The Unexpected Risk of Stable Faults
For years, it was believed that inactive faults in regions far from tectonic plate boundaries were too weak to cause significant earthquakes. These faults, often found in places like the Netherlands, India’s Deccan Plateau, and parts of the U.S. (Oklahoma), were thought to have “healed” over millions of years, forming strong bonds and minimizing the risk of sudden slips.
However, research led by Ylona van Dinther of Utrecht University demonstrates that these seemingly stable faults actually accumulate strength over time through a process called “frictional healing.” The longer they remain locked, the stronger they become, creating a dangerous build-up of potential energy.

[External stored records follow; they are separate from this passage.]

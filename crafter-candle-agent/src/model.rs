//! Interface of neural networks used in the agents.
mod qnetwork;
use anyhow::Result;
use candle_core::{Tensor, D};
use candle_nn::VarBuilder;
pub use qnetwork::{QNetwork, QNetworkConfig};

/// Neural network model not owing its [`VarMap`] internally.
///
/// [`VarMap`]: candle_nn::VarMap
pub trait SubModel1 {
    /// Configuration from which [`SubModel1`] is constructed.
    type Config;

    /// Input of the [`SubModel1`].
    type Input;

    /// Output of the [`SubModel1`].
    type Output;

    /// Builds [`SubModel1`] with [`VarBuilder`] and [`SubModel1::Config`].
    fn build(vb: VarBuilder, config: Self::Config) -> Result<Self>
    where
        Self: Sized;

    /// A generalized forward function.
    fn forward(&self, input: &Self::Input) -> Result<Self::Output>;
}

/// Output of a Q-network for a batch of observations.
#[derive(Debug, Clone)]
pub enum ActionValue {
    /// Action values, shape `[batch, num_actions]`.
    Scalar(Tensor),

    /// Return quantiles, shape `[batch, num_actions, num_quantiles]`.
    Quantile(Tensor),
}

impl ActionValue {
    /// Expected action values, shape `[batch, num_actions]`.
    ///
    /// Quantiles are averaged.
    pub fn q_values(&self) -> Result<Tensor> {
        match self {
            Self::Scalar(q) => Ok(q.clone()),
            Self::Quantile(z) => Ok(z.mean(D::Minus1)?),
        }
    }

    /// Number of actions.
    pub fn num_actions(&self) -> usize {
        match self {
            Self::Scalar(t) | Self::Quantile(t) => t.dims().get(1).copied().unwrap_or(0),
        }
    }

    /// Number of observations in the batch.
    pub fn batch_size(&self) -> usize {
        match self {
            Self::Scalar(t) | Self::Quantile(t) => t.dims().first().copied().unwrap_or(0),
        }
    }

    /// Action maximizing the expected value for each observation.
    pub fn greedy_actions(&self) -> Result<Vec<usize>> {
        let ixs = self.q_values()?.argmax(D::Minus1)?.to_vec1::<u32>()?;
        Ok(ixs.into_iter().map(|ix| ix as usize).collect())
    }
}
//! Scheduling the exponent of importance weight for PER.
use serde::{Deserialize, Serialize};

/// Scheduler of the exponent of importance weight for PER.
///
/// $\beta$ moves linearly from `beta_0` to `beta_final` over `n_final`
/// sampling calls and stays there. The counter is monotonic.
#[derive(Deserialize, Serialize, Clone, Debug, PartialEq)]
pub struct IwScheduler {
    /// Initial value of $\beta$.
    pub beta_0: f64,

    /// Final value of $\beta$.
    pub beta_final: f64,

    /// Sampling calls when beta reaches its final value.
    pub n_final: usize,

    /// Sampling calls so far.
    pub n: usize,
}

impl IwScheduler {
    /// Creates a scheduler.
    pub fn new(beta_0: f64, beta_final: f64, n_final: usize) -> Self {
        Self {
            beta_0,
            beta_final,
            n_final,
            n: 0,
        }
    }

    /// Gets the exponent of importance sampling weight.
    pub fn beta(&self) -> f64 {
        if self.n >= self.n_final {
            self.beta_final
        } else {
            let d = self.beta_final - self.beta_0;
            self.beta_0 + d * (self.n as f64 / self.n_final as f64)
        }
    }

    /// Counts a sampling call.
    pub fn step(&mut self) {
        self.n += 1;
    }
}

#[cfg(test)]
mod tests {
    use super::*;

    #[test]
    fn test_beta_annealing() {
        let mut s = IwScheduler::new(0.4, 1.0, 4);
        let mut betas = vec![];
        for _ in 0..6 {
            betas.push(s.beta());
            s.step();
        }
        let expected = [0.4, 0.55, 0.7, 0.85, 1.0, 1.0];
        for (b, e) in betas.iter().zip(expected.iter()) {
            assert!((b - e).abs() < 1e-12, "{} != {}", b, e);
        }
    }

    #[test]
    fn test_zero_horizon() {
        let s = IwScheduler::new(0.4, 1.0, 0);
        assert_eq!(s.beta(), 1.0);
    }
}
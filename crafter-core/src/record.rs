//! Metrics records and recorders.
//!
//! A [`Record`] maps names to [`RecordValue`]s. Learners return one record per
//! optimization step, the sampler one per finished episode and the evaluator
//! one per evaluation. The [`Trainer`](crate::Trainer) hands them to an
//! [`AggregateRecorder`], which buffers them with [`AggregateRecorder::store`]
//! and writes aggregated values on [`AggregateRecorder::flush`].
//!
//! ```rust
//! use crafter_core::record::{Record, RecordValue};
//!
//! let mut record = Record::from_scalar("loss", 0.25);
//! record.insert("epsilon", RecordValue::Scalar(0.1));
//! assert_eq!(record.get_scalar("loss").unwrap(), 0.25);
//! ```
mod base;
mod buffered_recorder;
mod null_recorder;
mod recorder;
mod storage;

pub use base::{Record, RecordValue};
pub use buffered_recorder::BufferedRecorder;
pub use null_recorder::NullRecorder;
pub use recorder::{AggregateRecorder, Recorder};
pub use storage::RecordStorage;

How Human Actions Trigger Shakes
Human activities such as gas extraction, mining, dam construction, and geothermal energy production can disrupt this delicate balance. The sudden stress introduced by these operations overwhelms the accumulated strength of the faults, causing them to rupture in a way that releases far more energy than expected.
The 2012 magnitude 3.6 earthquake in the Dutch village of Huizinge serves as a stark example. Triggered by gas extraction in the Groningen field, it was the worst induced quake in Dutch history, forcing authorities to halt extraction operations.

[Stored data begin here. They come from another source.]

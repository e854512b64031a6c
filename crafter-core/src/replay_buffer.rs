//! Replay buffer of byte-quantized transitions.
//!
//! [`ReplayBuffer`] is a fixed-capacity ring buffer. Observations are stored as
//! one byte per element and rescaled to the unit range when a batch is drawn.
//! With a [`PerConfig`], sampling follows prioritized experience replay:
//! slots are drawn with probability proportional to `priority^alpha` and the
//! batch carries importance weights.
//!
//! [`NStepProcessor`] turns the stream of environment steps into n-step
//! transitions before they reach the buffer.
mod base;
mod batch;
mod config;
mod step_proc;
pub use base::{IwScheduler, ReplayBuffer, SumTree};
pub use batch::{SlotId, Transition, TransitionBatch};
pub use config::{PerConfig, ReplayBufferConfig};
pub use step_proc::{NStepProcessor, NStepProcessorConfig};
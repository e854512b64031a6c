use super::{AggregateRecorder, Record, RecordStorage, RecordValue, Recorder};

/// Keeps records in memory.
///
/// Records given to [`Recorder::write`] are kept as they are. Records given
/// to [`AggregateRecorder::store`] are aggregated on
/// [`AggregateRecorder::flush`] and the result is kept with the flushed step
/// under the name `"step"`. Mainly used in tests to inspect what the trainer
/// logs.
#[derive(Default)]
pub struct BufferedRecorder {
    buf: Vec<Record>,
    storage: RecordStorage,
}

impl BufferedRecorder {
    /// Creates the recorder.
    pub fn new() -> Self {
        Self::default()
    }

    /// Returns an iterator over the kept records.
    pub fn iter(&self) -> std::slice::Iter<Record> {
        self.buf.iter()
    }

    /// Number of kept records.
    pub fn len(&self) -> usize {
        self.buf.len()
    }

    /// Returns `true` if no record is kept.
    pub fn is_empty(&self) -> bool {
        self.buf.is_empty()
    }
}

impl Recorder for BufferedRecorder {
    fn write(&mut self, record: Record) {
        self.buf.push(record);
    }
}

impl AggregateRecorder for BufferedRecorder {
    fn store(&mut self, record: Record) {
        self.storage.store(record);
    }

    fn flush(&mut self, step: i64) {
        if self.storage.is_empty() {
            return;
        }
        let mut record = self.storage.aggregate();
        record.insert("step", RecordValue::Scalar(step as f32));
        self.buf.push(record);
    }
}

The Science Behind the Shakes
Van Dinther’s team used computer simulations to demonstrate that after millions of years of inactivity, even slightly disturbing these faults can lead to a catastrophic release of built-up strength. The simulations show that after roughly 35 years of stress, the fault gives way, triggering an induced earthquake larger than anticipated.
Once the strength is released, the fault becomes dormant for millions of years, but the risk remains. With thousands of these healing faults scattered across stable regions, continued human activity could trigger multiple tremors over time.

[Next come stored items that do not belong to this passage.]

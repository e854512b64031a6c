//! Configuration of DQN agent.
use crate::{explorer::DqnExplorer, model::QNetworkConfig, model::SubModel1, Device};
use anyhow::Result;
use candle_core::Tensor;
use serde::{de::DeserializeOwned, Deserialize, Serialize};
use std::{
    fmt::Debug,
    fs::File,
    io::{BufReader, Write},
    path::Path,
};

/// Munchausen regularization.
///
/// `clamp(alpha * log softmax(Q / tau)(a | s), -1, 0)` is added to the reward
/// before bootstrapping, with `Q` the online action values of the current
/// observation.
#[derive(Debug, Deserialize, Serialize, PartialEq, Clone)]
pub struct MunchausenConfig {
    /// Scale of the log-policy bonus.
    pub alpha: f64,

    /// Temperature of the softmax policy.
    pub tau: f64,
}

impl Default for MunchausenConfig {
    fn default() -> Self {
        Self {
            alpha: 0.9,
            tau: 0.03,
        }
    }
}

/// Configuration of [`Dqn`](super::Dqn).
#[allow(clippy::upper_case_acronyms)]
#[derive(Debug, Deserialize, Serialize, PartialEq)]
pub struct DqnConfig<Q>
where
    Q: SubModel1<Input = Tensor, Output = Tensor>,
    Q::Config: DeserializeOwned + Serialize + Debug + PartialEq + Clone,
{
    /// Configuration of the Q-network and its optimizer.
    pub model_config: QNetworkConfig<Q::Config>,

    /// Batch size for training.
    pub batch_size: usize,

    /// Discount factor.
    pub gamma: f64,

    /// Horizon of the returns stored in the replay buffer. Targets bootstrap with `gamma^n_step`.
    pub n_step: usize,

    /// If `true`, the online network selects the next action and the target network evaluates it.
    pub double_dqn: bool,

    /// Munchausen regularization, disabled if `None`.
    pub munchausen: Option<MunchausenConfig>,

    /// Threshold of the global gradient norm.
    pub max_grad_norm: f64,

    /// Optimization is skipped while the buffer holds fewer transitions than
    /// `max(batch_size, min_transitions_warmup)`.
    pub min_transitions_warmup: usize,

    /// Number of initial actions in training mode drawn uniformly at random.
    pub n_random_actions: usize,

    /// Explorer used in training mode.
    pub explorer: DqnExplorer,

    /// Device of the networks.
    pub device: Option<Device>,

    /// Seed of parameter initialization and exploration.
    pub seed: u64,
}

impl<Q> Clone for DqnConfig<Q>
where
    Q: SubModel1<Input = Tensor, Output = Tensor>,
    Q::Config: DeserializeOwned + Serialize + Debug + PartialEq + Clone,
{
    fn clone(&self) -> Self {
        Self {
            model_config: self.model_config.clone(),
            batch_size: self.batch_size,
            gamma: self.gamma,
            n_step: self.n_step,
            double_dqn: self.double_dqn,
            munchausen: self.munchausen.clone(),
            max_grad_norm: self.max_grad_norm,
            min_transitions_warmup: self.min_transitions_warmup,
            n_random_actions: self.n_random_actions,
            explorer: self.explorer.clone(),
            device: self.device,
            seed: self.seed,
        }
    }
}

impl<Q> Default for DqnConfig<Q>
where
    Q: SubModel1<Input = Tensor, Output = Tensor>,
    Q::Config: DeserializeOwned + Serialize + Debug + PartialEq + Clone,
{
    fn default() -> Self {
        Self {
            model_config: Default::default(),
            batch_size: 32,
            gamma: 0.99,
            n_step: 1,
            double_dqn: true,
            munchausen: None,
            max_grad_norm: 10.0,
            min_transitions_warmup: 0,
            n_random_actions: 0,
            explorer: DqnExplorer::default(),
            device: None,
            seed: 42,
        }
    }
}

impl<Q> DqnConfig<Q>
where
    Q: SubModel1<Input = Tensor, Output = Tensor>,
    Q::Config: DeserializeOwned + Serialize + Debug + PartialEq + Clone,
{
    /// Sets the configuration of the model.
    pub fn model_config(mut self, model_config: QNetworkConfig<Q::Config>) -> Self {
        self.model_config = model_config;
        self
    }

    /// Batch size.
    pub fn batch_size(mut self, v: usize) -> Self {
        self.batch_size = v;
        self
    }

    /// Discount factor.
    pub fn discount_factor(mut self, v: f64) -> Self {
        self.gamma = v;
        self
    }

    /// Horizon of the stored returns.
    pub fn n_step(mut self, v: usize) -> Self {
        self.n_step = v.max(1);
        self
    }

    /// Enables or disables Double DQN targets.
    pub fn double_dqn(mut self, v: bool) -> Self {
        self.double_dqn = v;
        self
    }

    /// Munchausen regularization.
    pub fn munchausen(mut self, v: Option<MunchausenConfig>) -> Self {
        self.munchausen = v;
        self
    }

    /// Threshold of the global gradient norm.
    pub fn max_grad_norm(mut self, v: f64) -> Self {
        self.max_grad_norm = v;
        self
    }

    /// Minimum number of transitions before optimization.
    pub fn min_transitions_warmup(mut self, v: usize) -> Self {
        self.min_transitions_warmup = v;
        self
    }

    /// Number of initial random actions in training mode.
    pub fn n_random_actions(mut self, v: usize) -> Self {
        self.n_random_actions = v;
        self
    }

    /// Explorer.
    pub fn explorer(mut self, v: DqnExplorer) -> Self {
        self.explorer = v;
        self
    }

    /// Device.
    pub fn device(mut self, device: candle_core::Device) -> Self {
        self.device = Some((&device).into());
        self
    }

    /// Seed of parameter initialization and exploration.
    pub fn seed(mut self, v: u64) -> Self {
        self.seed = v;
        self
    }

    /// Constructs [`DqnConfig`] from YAML file.
    pub fn load(path: impl AsRef<Path>) -> Result<Self> {
        let file = File::open(path)?;
        let rdr = BufReader::new(file);
        let b = serde_yaml::from_reader(rdr)?;
        Ok(b)
    }

    /// Saves [`DqnConfig`] as a YAML file.
    pub fn save(&self, path: impl AsRef<Path>) -> Result<()> {
        let mut file = File::create(path)?;
        file.write_all(serde_yaml::to_string(&self)?.as_bytes())?;
        Ok(())
    }
}

#[cfg(test)]
mod tests {
    use super::*;
    use crate::net::{DuelingQNet, DuelingQNetConfig};
    use crafter_core::schedule::ScheduleConfig;
    use tempdir::TempDir;

    #[test]
    fn test_serde_dqn_config() -> Result<()> {
        let config = DqnConfig::<DuelingQNet>::default()
            .model_config(QNetworkConfig::default().q_config(DuelingQNetConfig::default()))
            .n_step(3)
            .munchausen(Some(MunchausenConfig::default()))
            .explorer(DqnExplorer::epsilon_greedy(ScheduleConfig::linear(1.0, 0.01, 50_000)))
            .device(candle_core::Device::Cpu);

        let dir = TempDir::new("dqn_config")?;
        let path = dir.path().join("dqn_config.yaml");
        config.save(&path)?;
        let config_ = DqnConfig::<DuelingQNet>::load(&path)?;
        assert_eq!(config.model_config, config_.model_config);
        assert_eq!(config_.n_step, 3);
        assert_eq!(config.explorer, config_.explorer);
        assert_eq!(serde_yaml::to_string(&config)?, serde_yaml::to_string(&config_)?);
        Ok(())
    }
}
//! Q-network architectures.
mod dueling;
mod quantile;
mod torso;
pub use dueling::{DuelingQNet, DuelingQNetConfig};
pub use quantile::{QuantileQNet, QuantileQNetConfig};
pub use torso::{Torso, TorsoConfig};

Implications and Precautions
The proximity of these shallow faults to the surface means that even moderate quakes can cause significant shaking, particularly in areas where infrastructure isn’t designed to withstand such events.
Daniel Faulkner, a geophysicist at the University of Liverpool, emphasizes that companies developing projects in these regions must understand the underlying risks. Even as the world transitions to clean energy, geothermal projects (which also induce seismicity) will continue to rely on accessing Earth’s surface, necessitating careful planning.
Van Dinther suggests that developers should prioritize slow, controlled extraction methods to minimize sudden stress on faults. However, the key takeaway is transparency: developers must acknowledge and communicate the potential for earthquakes to affected communities.
“We should account for the effect of healing and strengthening in hazard assessment,” van Dinther concludes, underscoring the need for updated risk evaluations in previously stable regions.